Member of the Vermont Senate
- In office 1904–1906 Serving with Oscar G. Eaton, Merton D. Wells
- Preceded by: Nelson D. Phelps, William B. Mayo, George F. Sibley
- Succeeded by: Frank G. Howland, George W. Moody, John L. Moseley
- Constituency: Washington County

Speaker of the Vermont House of Representatives
- In office 1896–1898
- Preceded by: William W. Stickney
- Succeeded by: Kittredge Haskins

Member of the Vermont House of Representatives
- In office 1894–1898
- Preceded by: Thomas J. Boynton
- Succeeded by: Harlan W. Kemp
- Constituency: Montpelier

Personal details
- Born: August 28, 1849 Montpelier, Vermont, U.S.
- Died: August 21, 1927 (aged 77) Montpelier, Vermont, U.S.
- Resting place: Green Mount Cemetery, Montpelier, Vermont, U.S.
- Party: Republican
- Spouse(s): Lucy A. (Reynolds) Young (m. 1883) Mabel Louise Newcomb (m. 1894)
- Children: 1
- Education: Dartmouth College
- Occupation: Attorney

= William A. Lord =

American politician

William A. Lord (August 28, 1849 - August 21, 1927) was a Vermont lawyer and politician who served as Speaker of the Vermont House of Representatives.

==Biography==
William Adams Lord was born in Montpelier, Vermont, on August 28, 1849, the son of William Hayes Lord and Harriet Adams (Aiken) Lord. He graduated from Dartmouth College in 1869, studied law and became an attorney in Montpelier.

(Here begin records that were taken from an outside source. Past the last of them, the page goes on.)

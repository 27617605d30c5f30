// SPDX-License-Identifier: Apache-2.0

//! Two-sample Welch's t-test over the expression matrix.

use crate::stats::two_sided_p;
use cxg_core::CxgError;
use cxg_store::{ApproxDistribution, XArray, XLayout};
use rayon::prelude::*;
use rayon::{ThreadPool, ThreadPoolBuilder};
use serde::Deserialize;
use std::cmp::Ordering as CmpOrdering;
use std::ops::Range;
use std::panic::{catch_unwind, AssertUnwindSafe};
use std::sync::atomic::{AtomicBool, Ordering};
use std::sync::OnceLock;
use std::time::Instant;

const GROUP_A: u8 = 0b01;
const GROUP_B: u8 = 0b10;

#[derive(Debug, Clone, PartialEq, Eq, Deserialize)]
#[serde(default)]
pub struct DiffexConfig {
    pub max_workers: usize,
    pub cpu_multiplier: usize,
    /// Cells times variables processed per band, before tile alignment.
    pub target_work_unit: usize,
}

impl Default for DiffexConfig {
    fn default() -> Self {
        Self {
            max_workers: 64,
            cpu_multiplier: 4,
            target_work_unit: 16 * 1024 * 1024,
        }
    }
}

#[derive(Debug, Clone, Copy)]
pub struct DiffexRequest<'a> {
    /// Obs positions of each set. The sets may overlap; repeated positions
    /// within a set count once.
    pub set_a: &'a [usize],
    pub set_b: &'a [usize],
    pub top_n: usize,
    pub lfc_cutoff: f64,
}

#[derive(Debug, Clone, Copy, PartialEq)]
pub struct DiffexRow {
    pub var_index: u32,
    pub log_fold_change: f64,
    pub p_value: f64,
    pub p_value_adj: f64,
    pub t_score: f64,
}

#[derive(Debug, Clone, PartialEq)]
pub struct DiffexResult {
    /// Descending t-score.
    pub positive: Vec<DiffexRow>,
    /// Ascending t-score.
    pub negative: Vec<DiffexRow>,
    /// True when too few variables cleared the LFC cutoff and ranking used
    /// every variable.
    pub lfc_fallback: bool,
}

/// Per-variable statistics of both sets.
#[derive(Debug, Clone, Default, PartialEq)]
pub struct GroupStats {
    pub mean_a: Vec<f64>,
    pub var_a: Vec<f64>,
    pub mean_b: Vec<f64>,
    pub var_b: Vec<f64>,
}

impl GroupStats {
    fn with_capacity(n: usize) -> Self {
        Self {
            mean_a: Vec::with_capacity(n),
            var_a: Vec::with_capacity(n),
            mean_b: Vec::with_capacity(n),
            var_b: Vec::with_capacity(n),
        }
    }

    fn append(&mut self, mut other: Self) {
        self.mean_a.append(&mut other.mean_a);
        self.var_a.append(&mut other.var_a);
        self.mean_b.append(&mut other.mean_b);
        self.var_b.append(&mut other.var_b);
    }
}

/// Owns the process-wide worker pool, built on first use.
pub struct DiffexEngine {
    config: DiffexConfig,
    pool: OnceLock<Result<ThreadPool, String>>,
}

impl DiffexEngine {
    #[must_use]
    pub fn new(config: DiffexConfig) -> Self {
        Self {
            config,
            pool: OnceLock::new(),
        }
    }

    #[must_use]
    pub fn pool_size(&self) -> usize {
        let cpus = std::thread::available_parallelism().map_or(1, usize::from);
        self.config
            .max_workers
            .min(self.config.cpu_multiplier.saturating_mul(cpus))
            .max(1)
    }

    fn pool(&self) -> Result<&ThreadPool, CxgError> {
        self.pool
            .get_or_init(|| {
                let size = self.pool_size();
                tracing::info!(threads = size, "diffex worker pool starting");
                ThreadPoolBuilder::new()
                    .num_threads(size)
                    .thread_name(|i| format!("cxg-diffex-{i}"))
                    .build()
                    .map_err(|e| e.to_string())
            })
            .as_ref()
            .map_err(|e| CxgError::compute(format!("diffex pool unavailable: {e}")))
    }

    pub fn run(
        &self,
        x: &XArray,
        distribution: ApproxDistribution,
        req: &DiffexRequest<'_>,
        cancel: &AtomicBool,
    ) -> Result<DiffexResult, CxgError> {
        let started = Instant::now();
        if let Some(bad) = req
            .set_a
            .iter()
            .chain(req.set_b)
            .find(|r| **r >= x.n_obs)
        {
            return Err(CxgError::filter(format!(
                "obs index {bad} out of range for {}",
                x.n_obs
            )));
        }
        let set_a = distinct(req.set_a);
        let set_b = distinct(req.set_b);
        let req = &DiffexRequest {
            set_a: &set_a,
            set_b: &set_b,
            ..*req
        };
        let bands = plan_bands(
            x.n_var,
            req.set_a.len() + req.set_b.len(),
            x.tile_extent[1],
            self.config.target_work_unit,
        );
        let stats = self.group_stats(x, distribution, req, &bands, cancel)?;
        let result = rank(&stats, req.set_a.len(), req.set_b.len(), req.top_n, req.lfc_cutoff);
        tracing::info!(
            n_a = req.set_a.len(),
            n_b = req.set_b.len(),
            n_var = x.n_var,
            bands = bands.len(),
            workers = self.pool_size(),
            lfc_fallback = result.lfc_fallback,
            elapsed_ms = started.elapsed().as_millis() as u64,
            "diffex complete"
        );
        Ok(result)
    }

    /// Means and variances per variable, one pool task per band. The sets
    /// must hold distinct positions.
    fn group_stats(
        &self,
        x: &XArray,
        distribution: ApproxDistribution,
        req: &DiffexRequest<'_>,
        bands: &[Range<usize>],
        cancel: &AtomicBool,
    ) -> Result<GroupStats, CxgError> {
        let mut groups = vec![0_u8; x.n_obs];
        for r in req.set_a {
            groups[*r] |= GROUP_A;
        }
        for r in req.set_b {
            groups[*r] |= GROUP_B;
        }
        let abort = AtomicBool::new(false);
        let pool = self.pool()?;
        let parts: Vec<GroupStats> = pool.install(|| {
            bands
                .par_iter()
                .map(|band| {
                    if cancel.load(Ordering::Relaxed) || abort.load(Ordering::Relaxed) {
                        return Err(CxgError::compute("diffex cancelled"));
                    }
                    let outcome = catch_unwind(AssertUnwindSafe(|| {
                        band_stats(x, distribution, band, req, &groups)
                    }))
                    .unwrap_or_else(|_| {
                        Err(CxgError::compute(format!(
                            "diffex worker failed on band {band:?}"
                        )))
                    });
                    if outcome.is_err() {
                        abort.store(true, Ordering::Relaxed);
                    }
                    outcome
                })
                .collect::<Result<Vec<_>, CxgError>>()
        })?;
        let mut stats = GroupStats::with_capacity(x.n_var);
        for part in parts {
            stats.append(part);
        }
        Ok(stats)
    }
}

/// Sorted positions with repeats removed, so every layout sees each set as
/// a mask.
fn distinct(set: &[usize]) -> Vec<usize> {
    let mut out = set.to_vec();
    out.sort_unstable();
    out.dedup();
    out
}

/// Splits `0..n_var` into bands of whole tiles sized near `target` cells.
#[must_use]
pub fn plan_bands(
    n_var: usize,
    n_cells: usize,
    tile_cols: usize,
    target: usize,
) -> Vec<Range<usize>> {
    let tile_cols = tile_cols.max(1);
    let tiles = (target / n_cells.max(1).saturating_mul(tile_cols)).max(1);
    let width = tiles.saturating_mul(tile_cols);
    (0..n_var)
        .step_by(width)
        .map(|start| start..(start + width).min(n_var))
        .collect()
}

/// Calls `f(group, column offset, value)` for every stored entry of the band
/// in rows of either set. Dense layouts visit zeros too; sparse ones do not.
fn visit_band(
    x: &XArray,
    band: &Range<usize>,
    req: &DiffexRequest<'_>,
    groups: &[u8],
    f: &mut dyn FnMut(u8, usize, f32),
) {
    match &x.layout {
        XLayout::Dense(data) => {
            for (rows, group) in [(req.set_a, GROUP_A), (req.set_b, GROUP_B)] {
                for r in rows {
                    let row = &data[r * x.n_var..(r + 1) * x.n_var];
                    for (offset, v) in row[band.clone()].iter().enumerate() {
                        f(group, offset, *v);
                    }
                }
            }
        }
        XLayout::Sparse { cols: Some(csc), .. } => {
            for c in band.clone() {
                let (rows, vals) = csc.lane(c);
                for (r, v) in rows.iter().zip(vals) {
                    let g = groups[*r as usize];
                    if g & GROUP_A != 0 {
                        f(GROUP_A, c - band.start, *v);
                    }
                    if g & GROUP_B != 0 {
                        f(GROUP_B, c - band.start, *v);
                    }
                }
            }
        }
        XLayout::Sparse { rows: csr, .. } => {
            for (rows, group) in [(req.set_a, GROUP_A), (req.set_b, GROUP_B)] {
                for r in rows {
                    let (cols, vals) = csr.lane(*r);
                    let lo = cols.partition_point(|c| (*c as usize) < band.start);
                    let hi = cols.partition_point(|c| (*c as usize) < band.end);
                    for (c, v) in cols[lo..hi].iter().zip(&vals[lo..hi]) {
                        f(group, *c as usize - band.start, *v);
                    }
                }
            }
        }
    }
}

/// Two passes over the band: means first, then squared deviations. Entries a
/// sparse layout does not store are zeros and are added back analytically.
fn band_stats(
    x: &XArray,
    distribution: ApproxDistribution,
    band: &Range<usize>,
    req: &DiffexRequest<'_>,
    groups: &[u8],
) -> Result<GroupStats, CxgError> {
    let width = band.len();
    let transform = |v: f32| -> f64 {
        let v = f64::from(v);
        match distribution {
            ApproxDistribution::Normal => v,
            ApproxDistribution::Count => v.ln_1p(),
        }
    };
    let n = [req.set_a.len() as f64, req.set_b.len() as f64];
    let slot = |g: u8| usize::from(g == GROUP_B);

    let mut sum = [vec![0.0_f64; width], vec![0.0_f64; width]];
    let mut seen = [vec![0_u64; width], vec![0_u64; width]];
    visit_band(x, band, req, groups, &mut |g, c, v| {
        let s = slot(g);
        sum[s][c] += transform(v);
        seen[s][c] += 1;
    });
    let mean: [Vec<f64>; 2] = [0, 1].map(|s| sum[s].iter().map(|t| t / n[s]).collect());

    let mut sq = [vec![0.0_f64; width], vec![0.0_f64; width]];
    visit_band(x, band, req, groups, &mut |g, c, v| {
        let s = slot(g);
        let d = transform(v) - mean[s][c];
        sq[s][c] += d * d;
    });
    let var: [Vec<f64>; 2] = [0, 1].map(|s| {
        (0..width)
            .map(|c| {
                let zeros = n[s] - seen[s][c] as f64;
                (sq[s][c] + zeros * mean[s][c] * mean[s][c]) / (n[s] - 1.0)
            })
            .collect()
    });

    let finite = |v: Vec<f64>| -> Vec<f64> {
        v.into_iter()
            .map(|x| if x.is_finite() { x } else { 0.0 })
            .collect()
    };
    let [mean_a, mean_b] = mean;
    let [var_a, var_b] = var;
    Ok(GroupStats {
        mean_a: finite(mean_a),
        var_a: finite(var_a),
        mean_b: finite(mean_b),
        var_b: finite(var_b),
    })
}

/// Welch statistics and top-N ranking.
///
/// Variances are scaled by `min(nA, nB)` rather than each set's own size, and
/// p-values are Bonferroni-adjusted over all variables.
#[must_use]
pub fn rank(stats: &GroupStats, n_a: usize, n_b: usize, top_n: usize, lfc_cutoff: f64) -> DiffexResult {
    let n_var = stats.mean_a.len();
    let min_n = n_a.min(n_b) as f64;
    let (na, nb) = (n_a as f64, n_b as f64);
    let mut t_scores = Vec::with_capacity(n_var);
    let mut rows = Vec::with_capacity(n_var);
    for i in 0..n_var {
        let vn_a = stats.var_a[i] / min_n;
        let vn_b = stats.var_b[i] / min_n;
        let sum_vn = vn_a + vn_b;
        let mut dof = sum_vn * sum_vn / (vn_a * vn_a / (na - 1.0) + vn_b * vn_b / (nb - 1.0));
        if !dof.is_finite() {
            dof = 1.0;
        }
        let diff = stats.mean_a[i] - stats.mean_b[i];
        let mut t = diff / sum_vn.sqrt();
        if t.is_nan() {
            t = 0.0;
        }
        let p = two_sided_p(t, dof);
        t_scores.push(t);
        rows.push(DiffexRow {
            var_index: i as u32,
            log_fold_change: diff,
            p_value: p,
            p_value_adj: (p * n_var as f64).min(1.0),
            t_score: t,
        });
    }

    let above: Vec<usize> = (0..n_var)
        .filter(|i| rows[*i].log_fold_change.abs() > lfc_cutoff)
        .collect();
    let lfc_fallback = above.len() <= 2 * top_n;
    let mut pool = if lfc_fallback {
        (0..n_var).collect()
    } else {
        above
    };
    let by_t_desc =
        |a: &usize, b: &usize| -> CmpOrdering { t_scores[*b].total_cmp(&t_scores[*a]).then(a.cmp(b)) };

    let (mut top, mut bottom): (Vec<usize>, Vec<usize>) = if pool.len() > 2 * top_n && top_n > 0 {
        pool.select_nth_unstable_by(top_n - 1, by_t_desc);
        let (head, rest) = pool.split_at_mut(top_n);
        let k = rest.len() - top_n;
        rest.select_nth_unstable_by(k, by_t_desc);
        (head.to_vec(), rest[k..].to_vec())
    } else {
        pool.sort_by(by_t_desc);
        let top = pool.iter().take(top_n).copied().collect();
        let bottom = pool.iter().rev().take(top_n).copied().collect();
        (top, bottom)
    };
    top.sort_by(by_t_desc);
    bottom.sort_by(|a, b| by_t_desc(b, a));
    DiffexResult {
        positive: top.into_iter().map(|i| rows[i]).collect(),
        negative: bottom.into_iter().map(|i| rows[i]).collect(),
        lfc_fallback,
    }
}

A Republican, Lord served in several local offices and on the staff of the Vermont Senate. In 1896 Lord was Chairman of the Vermont Republican Convention. Lord served two terms in the Vermont House of Representatives, 1894 to 1898, and was Speaker from 1896 to 1898. Lord resigned as Speaker to accept appointment as a federal bank examiner and Commissioner of the United States Circuit Court.

In 1904 Lord was elected to the Vermont Senate. From 1904 to 1906 Lord was Chairman of the commission that revised Vermont's statutes, and from 1906 to 1908 he was head of the board of editors that published the revised work.

Lord died in Montpelier on August 21, 1927. He was buried at Green Mount Cemetery in Montpelier.

==Personal==
In 1883, Lord married Lucy A. (Reynolds) Young. She died in 1893, and in 1894 he married Mabel Louise Newcomb. With his second wife, Lord was the father of a daughter, Dorothy Louise.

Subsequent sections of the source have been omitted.